* **Task objective**: Below are several records. Retype exactly those lines running from the one with "circuit breakers' job." through the one with "backend was chosen", end lines included, and no others.

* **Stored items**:
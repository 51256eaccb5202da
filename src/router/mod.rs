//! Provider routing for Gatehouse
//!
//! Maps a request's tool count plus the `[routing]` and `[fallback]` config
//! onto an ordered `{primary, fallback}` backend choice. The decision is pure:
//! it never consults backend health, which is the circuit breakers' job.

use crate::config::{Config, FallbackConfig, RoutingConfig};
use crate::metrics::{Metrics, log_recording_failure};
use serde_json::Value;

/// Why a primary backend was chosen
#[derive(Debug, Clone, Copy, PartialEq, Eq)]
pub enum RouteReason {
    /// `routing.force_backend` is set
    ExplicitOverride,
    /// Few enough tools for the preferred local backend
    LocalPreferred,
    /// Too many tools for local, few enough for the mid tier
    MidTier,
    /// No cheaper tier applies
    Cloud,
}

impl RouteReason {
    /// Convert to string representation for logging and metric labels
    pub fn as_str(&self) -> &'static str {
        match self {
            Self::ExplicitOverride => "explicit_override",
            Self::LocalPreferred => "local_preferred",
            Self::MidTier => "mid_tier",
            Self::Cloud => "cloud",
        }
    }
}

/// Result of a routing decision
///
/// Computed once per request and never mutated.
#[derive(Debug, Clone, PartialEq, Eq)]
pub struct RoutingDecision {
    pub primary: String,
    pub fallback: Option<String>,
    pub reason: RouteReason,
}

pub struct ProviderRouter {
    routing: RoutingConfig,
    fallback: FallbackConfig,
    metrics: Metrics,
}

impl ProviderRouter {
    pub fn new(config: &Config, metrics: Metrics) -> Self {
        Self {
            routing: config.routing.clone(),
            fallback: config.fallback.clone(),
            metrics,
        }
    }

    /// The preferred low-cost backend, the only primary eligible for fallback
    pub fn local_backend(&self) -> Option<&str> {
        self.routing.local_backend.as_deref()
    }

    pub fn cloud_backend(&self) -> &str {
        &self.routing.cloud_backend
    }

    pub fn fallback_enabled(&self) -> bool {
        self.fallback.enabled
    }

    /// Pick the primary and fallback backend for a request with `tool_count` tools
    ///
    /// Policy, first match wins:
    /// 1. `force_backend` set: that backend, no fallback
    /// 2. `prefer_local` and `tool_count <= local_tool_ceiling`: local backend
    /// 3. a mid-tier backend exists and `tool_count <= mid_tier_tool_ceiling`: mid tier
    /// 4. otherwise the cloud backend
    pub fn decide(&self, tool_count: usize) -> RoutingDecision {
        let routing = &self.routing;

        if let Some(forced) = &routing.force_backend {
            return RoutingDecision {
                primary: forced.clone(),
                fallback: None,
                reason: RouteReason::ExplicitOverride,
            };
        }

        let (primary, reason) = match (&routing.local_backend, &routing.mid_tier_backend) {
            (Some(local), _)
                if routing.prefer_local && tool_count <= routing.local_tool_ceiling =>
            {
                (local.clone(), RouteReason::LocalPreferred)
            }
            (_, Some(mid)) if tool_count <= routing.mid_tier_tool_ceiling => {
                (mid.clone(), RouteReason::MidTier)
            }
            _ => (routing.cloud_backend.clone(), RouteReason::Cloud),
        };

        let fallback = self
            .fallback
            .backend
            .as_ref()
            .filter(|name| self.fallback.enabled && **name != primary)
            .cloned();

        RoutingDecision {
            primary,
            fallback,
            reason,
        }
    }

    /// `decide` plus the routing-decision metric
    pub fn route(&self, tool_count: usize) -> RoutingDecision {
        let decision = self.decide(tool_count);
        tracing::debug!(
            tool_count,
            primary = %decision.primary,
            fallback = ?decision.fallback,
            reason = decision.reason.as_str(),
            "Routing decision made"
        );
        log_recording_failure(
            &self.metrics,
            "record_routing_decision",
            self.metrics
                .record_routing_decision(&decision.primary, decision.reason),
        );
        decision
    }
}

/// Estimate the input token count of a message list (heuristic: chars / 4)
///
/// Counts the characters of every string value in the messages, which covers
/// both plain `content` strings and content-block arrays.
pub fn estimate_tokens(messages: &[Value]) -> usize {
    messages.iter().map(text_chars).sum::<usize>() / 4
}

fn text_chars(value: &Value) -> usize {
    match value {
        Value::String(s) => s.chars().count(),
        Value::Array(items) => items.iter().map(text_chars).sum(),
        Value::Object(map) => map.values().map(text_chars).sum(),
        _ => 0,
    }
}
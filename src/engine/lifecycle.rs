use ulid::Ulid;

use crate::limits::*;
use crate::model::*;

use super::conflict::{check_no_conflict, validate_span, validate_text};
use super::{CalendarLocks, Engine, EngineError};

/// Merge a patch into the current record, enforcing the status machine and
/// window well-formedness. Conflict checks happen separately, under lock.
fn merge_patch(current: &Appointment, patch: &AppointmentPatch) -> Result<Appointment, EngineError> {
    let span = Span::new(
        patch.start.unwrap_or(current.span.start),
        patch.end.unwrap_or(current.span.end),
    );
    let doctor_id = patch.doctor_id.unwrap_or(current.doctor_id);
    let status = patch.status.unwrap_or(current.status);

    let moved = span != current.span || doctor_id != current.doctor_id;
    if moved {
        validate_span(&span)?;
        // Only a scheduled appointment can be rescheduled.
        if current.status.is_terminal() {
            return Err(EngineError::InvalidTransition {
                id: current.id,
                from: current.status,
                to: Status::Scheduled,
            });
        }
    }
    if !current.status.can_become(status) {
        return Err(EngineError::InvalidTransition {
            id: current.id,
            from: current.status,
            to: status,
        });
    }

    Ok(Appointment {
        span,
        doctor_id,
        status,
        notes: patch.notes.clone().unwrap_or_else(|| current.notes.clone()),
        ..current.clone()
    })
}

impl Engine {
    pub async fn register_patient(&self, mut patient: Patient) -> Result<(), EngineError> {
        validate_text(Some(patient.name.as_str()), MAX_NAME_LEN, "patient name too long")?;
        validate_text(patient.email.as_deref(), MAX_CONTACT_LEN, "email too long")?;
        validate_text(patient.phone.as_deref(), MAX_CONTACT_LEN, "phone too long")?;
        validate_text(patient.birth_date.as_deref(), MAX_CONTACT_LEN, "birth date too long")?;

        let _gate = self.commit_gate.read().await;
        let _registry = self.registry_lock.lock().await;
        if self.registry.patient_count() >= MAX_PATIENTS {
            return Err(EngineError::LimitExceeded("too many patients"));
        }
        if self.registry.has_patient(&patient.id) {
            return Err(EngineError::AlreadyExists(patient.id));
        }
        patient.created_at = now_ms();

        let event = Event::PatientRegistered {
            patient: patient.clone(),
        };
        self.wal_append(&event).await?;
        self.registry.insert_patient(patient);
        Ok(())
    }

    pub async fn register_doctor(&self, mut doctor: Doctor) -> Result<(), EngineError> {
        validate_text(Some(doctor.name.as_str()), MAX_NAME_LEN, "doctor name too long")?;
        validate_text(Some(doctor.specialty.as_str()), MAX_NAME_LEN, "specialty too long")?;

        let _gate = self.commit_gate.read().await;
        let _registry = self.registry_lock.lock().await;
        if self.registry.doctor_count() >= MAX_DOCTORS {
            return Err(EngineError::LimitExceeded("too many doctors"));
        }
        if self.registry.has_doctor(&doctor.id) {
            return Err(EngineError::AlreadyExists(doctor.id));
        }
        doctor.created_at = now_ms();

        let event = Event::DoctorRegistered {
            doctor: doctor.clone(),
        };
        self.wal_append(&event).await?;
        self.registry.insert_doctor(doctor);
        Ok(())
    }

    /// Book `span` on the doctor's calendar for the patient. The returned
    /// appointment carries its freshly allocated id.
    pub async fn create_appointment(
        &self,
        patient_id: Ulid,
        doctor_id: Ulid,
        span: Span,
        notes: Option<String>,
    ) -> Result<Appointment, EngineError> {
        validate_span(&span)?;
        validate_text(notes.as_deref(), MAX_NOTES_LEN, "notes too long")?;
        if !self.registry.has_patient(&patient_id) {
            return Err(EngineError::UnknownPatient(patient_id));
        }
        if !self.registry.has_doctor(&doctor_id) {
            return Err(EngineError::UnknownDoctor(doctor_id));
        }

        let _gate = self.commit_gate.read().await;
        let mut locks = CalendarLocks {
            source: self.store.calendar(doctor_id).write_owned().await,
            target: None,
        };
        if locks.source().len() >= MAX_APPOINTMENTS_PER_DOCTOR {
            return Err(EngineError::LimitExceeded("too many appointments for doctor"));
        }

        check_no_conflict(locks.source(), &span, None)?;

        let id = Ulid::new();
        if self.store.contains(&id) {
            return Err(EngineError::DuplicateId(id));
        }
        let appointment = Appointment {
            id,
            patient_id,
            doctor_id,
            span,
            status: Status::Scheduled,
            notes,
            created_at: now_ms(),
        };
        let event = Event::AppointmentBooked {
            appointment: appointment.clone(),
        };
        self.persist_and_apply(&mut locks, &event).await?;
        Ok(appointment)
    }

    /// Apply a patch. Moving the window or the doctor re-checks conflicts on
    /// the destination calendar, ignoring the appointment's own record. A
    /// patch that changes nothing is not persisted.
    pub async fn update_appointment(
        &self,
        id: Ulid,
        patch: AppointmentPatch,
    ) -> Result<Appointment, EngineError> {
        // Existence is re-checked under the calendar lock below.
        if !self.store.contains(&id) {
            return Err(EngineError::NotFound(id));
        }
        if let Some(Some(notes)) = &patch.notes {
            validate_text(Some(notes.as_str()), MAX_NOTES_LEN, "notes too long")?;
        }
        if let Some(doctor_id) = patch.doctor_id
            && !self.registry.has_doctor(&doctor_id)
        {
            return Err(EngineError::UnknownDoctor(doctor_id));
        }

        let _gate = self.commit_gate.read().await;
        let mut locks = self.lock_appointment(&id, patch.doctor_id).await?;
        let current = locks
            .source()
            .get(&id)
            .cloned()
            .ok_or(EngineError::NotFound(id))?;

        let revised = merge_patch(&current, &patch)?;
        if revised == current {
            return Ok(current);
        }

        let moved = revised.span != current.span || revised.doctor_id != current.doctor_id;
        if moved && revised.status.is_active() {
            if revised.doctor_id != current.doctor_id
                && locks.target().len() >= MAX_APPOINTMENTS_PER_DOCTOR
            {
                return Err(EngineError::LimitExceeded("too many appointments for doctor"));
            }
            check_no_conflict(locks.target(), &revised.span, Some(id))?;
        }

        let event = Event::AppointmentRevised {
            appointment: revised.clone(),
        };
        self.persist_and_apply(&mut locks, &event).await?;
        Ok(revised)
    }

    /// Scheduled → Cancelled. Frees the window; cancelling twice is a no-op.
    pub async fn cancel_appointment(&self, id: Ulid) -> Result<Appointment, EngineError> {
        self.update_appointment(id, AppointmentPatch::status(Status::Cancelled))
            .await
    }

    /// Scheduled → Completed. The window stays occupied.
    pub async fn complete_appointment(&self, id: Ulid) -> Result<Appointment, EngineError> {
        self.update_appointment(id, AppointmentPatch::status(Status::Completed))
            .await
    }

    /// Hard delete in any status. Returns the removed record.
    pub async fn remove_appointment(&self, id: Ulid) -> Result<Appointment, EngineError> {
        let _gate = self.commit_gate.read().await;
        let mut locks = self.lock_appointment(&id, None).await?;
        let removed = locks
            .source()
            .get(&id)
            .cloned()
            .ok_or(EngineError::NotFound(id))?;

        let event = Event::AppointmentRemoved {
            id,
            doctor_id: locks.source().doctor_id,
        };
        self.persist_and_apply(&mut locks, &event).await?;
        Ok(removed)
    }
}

* **Task response**:
//! it never consults backend health, which is the circuit breakers' job.

use crate::config::{Config, FallbackConfig, RoutingConfig};
use crate::metrics::{Metrics, log_recording_failure};
use serde_json::Value;

/// Why a primary backend was chosen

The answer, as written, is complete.